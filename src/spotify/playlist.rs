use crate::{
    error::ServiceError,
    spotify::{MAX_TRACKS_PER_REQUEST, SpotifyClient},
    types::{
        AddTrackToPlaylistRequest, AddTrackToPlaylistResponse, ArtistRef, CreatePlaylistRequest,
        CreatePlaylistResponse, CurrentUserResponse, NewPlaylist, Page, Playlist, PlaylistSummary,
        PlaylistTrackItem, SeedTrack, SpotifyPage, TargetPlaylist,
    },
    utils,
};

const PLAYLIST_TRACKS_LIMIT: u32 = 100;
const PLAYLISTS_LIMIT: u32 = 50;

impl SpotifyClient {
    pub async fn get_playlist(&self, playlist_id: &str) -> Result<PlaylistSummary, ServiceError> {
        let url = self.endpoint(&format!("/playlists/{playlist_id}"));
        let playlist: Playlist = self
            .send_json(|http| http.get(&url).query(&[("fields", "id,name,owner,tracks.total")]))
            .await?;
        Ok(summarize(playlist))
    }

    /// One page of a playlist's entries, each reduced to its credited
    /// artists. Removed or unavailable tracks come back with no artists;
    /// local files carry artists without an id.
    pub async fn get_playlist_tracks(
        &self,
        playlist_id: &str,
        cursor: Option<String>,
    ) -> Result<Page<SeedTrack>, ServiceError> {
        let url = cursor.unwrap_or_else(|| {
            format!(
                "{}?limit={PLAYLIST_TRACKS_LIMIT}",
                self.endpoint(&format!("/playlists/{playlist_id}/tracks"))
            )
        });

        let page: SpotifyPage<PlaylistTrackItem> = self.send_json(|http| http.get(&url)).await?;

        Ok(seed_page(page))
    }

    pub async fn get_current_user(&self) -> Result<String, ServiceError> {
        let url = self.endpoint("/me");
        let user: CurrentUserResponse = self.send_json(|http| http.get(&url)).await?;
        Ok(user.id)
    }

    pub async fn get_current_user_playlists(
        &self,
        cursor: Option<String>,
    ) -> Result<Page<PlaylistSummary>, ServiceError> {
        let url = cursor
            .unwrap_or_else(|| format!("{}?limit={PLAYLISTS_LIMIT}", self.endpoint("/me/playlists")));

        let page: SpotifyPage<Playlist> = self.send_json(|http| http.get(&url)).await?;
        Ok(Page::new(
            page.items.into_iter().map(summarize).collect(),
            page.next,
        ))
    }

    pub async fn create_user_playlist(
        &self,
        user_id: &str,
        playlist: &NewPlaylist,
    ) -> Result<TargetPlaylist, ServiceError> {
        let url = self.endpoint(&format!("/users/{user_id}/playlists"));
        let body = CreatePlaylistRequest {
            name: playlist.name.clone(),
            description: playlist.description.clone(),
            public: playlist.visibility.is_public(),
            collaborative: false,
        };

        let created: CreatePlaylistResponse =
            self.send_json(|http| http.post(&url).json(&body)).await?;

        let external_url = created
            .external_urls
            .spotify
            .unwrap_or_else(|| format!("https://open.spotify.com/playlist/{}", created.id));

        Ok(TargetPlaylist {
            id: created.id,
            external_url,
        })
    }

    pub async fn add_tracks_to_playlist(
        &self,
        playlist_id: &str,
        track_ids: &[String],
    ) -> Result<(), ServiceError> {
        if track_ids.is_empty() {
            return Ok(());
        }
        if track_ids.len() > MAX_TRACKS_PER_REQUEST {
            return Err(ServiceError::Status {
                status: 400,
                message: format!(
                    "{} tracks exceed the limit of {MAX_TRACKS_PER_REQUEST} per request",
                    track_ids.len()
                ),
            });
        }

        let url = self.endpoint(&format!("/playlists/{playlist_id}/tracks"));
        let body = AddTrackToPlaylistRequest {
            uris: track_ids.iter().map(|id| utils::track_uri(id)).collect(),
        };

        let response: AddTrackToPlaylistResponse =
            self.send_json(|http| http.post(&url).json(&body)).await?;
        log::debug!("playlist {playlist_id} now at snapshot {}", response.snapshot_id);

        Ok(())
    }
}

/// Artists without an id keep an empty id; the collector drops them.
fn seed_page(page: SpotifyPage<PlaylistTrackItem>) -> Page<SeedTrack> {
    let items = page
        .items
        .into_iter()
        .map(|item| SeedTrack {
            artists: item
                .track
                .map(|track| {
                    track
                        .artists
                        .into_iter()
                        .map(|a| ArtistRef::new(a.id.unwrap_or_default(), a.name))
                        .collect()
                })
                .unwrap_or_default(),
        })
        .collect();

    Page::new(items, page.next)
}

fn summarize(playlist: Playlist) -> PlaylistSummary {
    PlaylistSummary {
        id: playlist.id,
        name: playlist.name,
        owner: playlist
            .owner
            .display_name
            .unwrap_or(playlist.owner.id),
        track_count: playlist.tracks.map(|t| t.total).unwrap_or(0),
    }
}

Directions for this task => Retype the entries above exactly as they appear.

Problem solution =>
filename src/spotify/playlist.rs
use crate::{
    error::ServiceError,
    spotify::{MAX_TRACKS_PER_REQUEST, SpotifyClient},
    types::{
        AddTrackToPlaylistRequest, AddTrackToPlaylistResponse, ArtistRef, CreatePlaylistRequest,
        CreatePlaylistResponse, CurrentUserResponse, NewPlaylist, Page, Playlist, PlaylistSummary,
        PlaylistTrackItem, SeedTrack, SpotifyPage, TargetPlaylist,
    },
    utils,
};

const PLAYLIST_TRACKS_LIMIT: u32 = 100;
const PLAYLISTS_LIMIT: u32 = 50;

impl SpotifyClient {
    pub async fn get_playlist(&self, playlist_id: &str) -> Result<PlaylistSummary, ServiceError> {
        let url = self.endpoint(&format!("/playlists/{playlist_id}"));
        let playlist: Playlist = self
            .send_json(|http| http.get(&url).query(&[("fields", "id,name,owner,tracks.total")]))
            .await?;
        Ok(summarize(playlist))
    }

    /// One page of a playlist's entries, each reduced to its credited
    /// artists. Removed or unavailable tracks come back with no artists;
    /// local files carry artists without an id.
    pub async fn get_playlist_tracks(
        &self,
        playlist_id: &str,
        cursor: Option<String>,
    ) -> Result<Page<SeedTrack>, ServiceError> {
        let url = cursor.unwrap_or_else(|| {
            format!(
                "{}?limit={PLAYLIST_TRACKS_LIMIT}",
                self.endpoint(&format!("/playlists/{playlist_id}/tracks"))
            )
        });

        let page: SpotifyPage<PlaylistTrackItem> = self.send_json(|http| http.get(&url)).await?;

        Ok(seed_page(page))
    }

    pub async fn get_current_user(&self) -> Result<String, ServiceError> {
        let url = self.endpoint("/me");
        let user: CurrentUserResponse = self.send_json(|http| http.get(&url)).await?;
        Ok(user.id)
    }

    pub async fn get_current_user_playlists(
        &self,
        cursor: Option<String>,
    ) -> Result<Page<PlaylistSummary>, ServiceError> {
        let url = cursor
            .unwrap_or_else(|| format!("{}?limit={PLAYLISTS_LIMIT}", self.endpoint("/me/playlists")));

        let page: SpotifyPage<Playlist> = self.send_json(|http| http.get(&url)).await?;
        Ok(Page::new(
            page.items.into_iter().map(summarize).collect(),
            page.next,
        ))
    }

    pub async fn create_user_playlist(
        &self,
        user_id: &str,
        playlist: &NewPlaylist,
    ) -> Result<TargetPlaylist, ServiceError> {
        let url = self.endpoint(&format!("/users/{user_id}/playlists"));
        let body = CreatePlaylistRequest {
            name: playlist.name.clone(),
            description: playlist.description.clone(),
            public: playlist.visibility.is_public(),
            collaborative: false,
        };

        let created: CreatePlaylistResponse =
            self.send_json(|http| http.post(&url).json(&body)).await?;

        let external_url = created
            .external_urls
            .spotify
            .unwrap_or_else(|| format!("https://open.spotify.com/playlist/{}", created.id));

        Ok(TargetPlaylist {
            id: created.id,
            external_url,
        })
    }

    pub async fn add_tracks_to_playlist(
        &self,
        playlist_id: &str,
        track_ids: &[String],
    ) -> Result<(), ServiceError> {
        if track_ids.is_empty() {
            return Ok(());
        }
        if track_ids.len() > MAX_TRACKS_PER_REQUEST {
            return Err(ServiceError::Status {
                status: 400,
                message: format!(
                    "{} tracks exceed the limit of {MAX_TRACKS_PER_REQUEST} per request",
                    track_ids.len()
                ),
            });
        }

        let url = self.endpoint(&format!("/playlists/{playlist_id}/tracks"));
        let body = AddTrackToPlaylistRequest {
            uris: track_ids.iter().map(|id| utils::track_uri(id)).collect(),
        };

        let response: AddTrackToPlaylistResponse =
            self.send_json(|http| http.post(&url).json(&body)).await?;
        log::debug!("playlist {playlist_id} now at snapshot {}", response.snapshot_id);

        Ok(())
    }
}

/// Artists without an id keep an empty id; the collector drops them.
fn seed_page(page: SpotifyPage<PlaylistTrackItem>) -> Page<SeedTrack> {
    let items = page
        .items
        .into_iter()
        .map(|item| SeedTrack {
            artists: item
                .track
                .map(|track| {
                    track
                        .artists
                        .into_iter()
                        .map(|a| ArtistRef::new(a.id.unwrap_or_default(), a.name))
                        .collect()
                })
                .unwrap_or_default(),
        })
        .collect();

    Page::new(items, page.next)
}

fn summarize(playlist: Playlist) -> PlaylistSummary {
    PlaylistSummary {
        id: playlist.id,
        name: playlist.name,
        owner: playlist
            .owner
            .display_name
            .unwrap_or(playlist.owner.id),
        track_count: playlist.tracks.map(|t| t.total).unwrap_or(0),
    }
}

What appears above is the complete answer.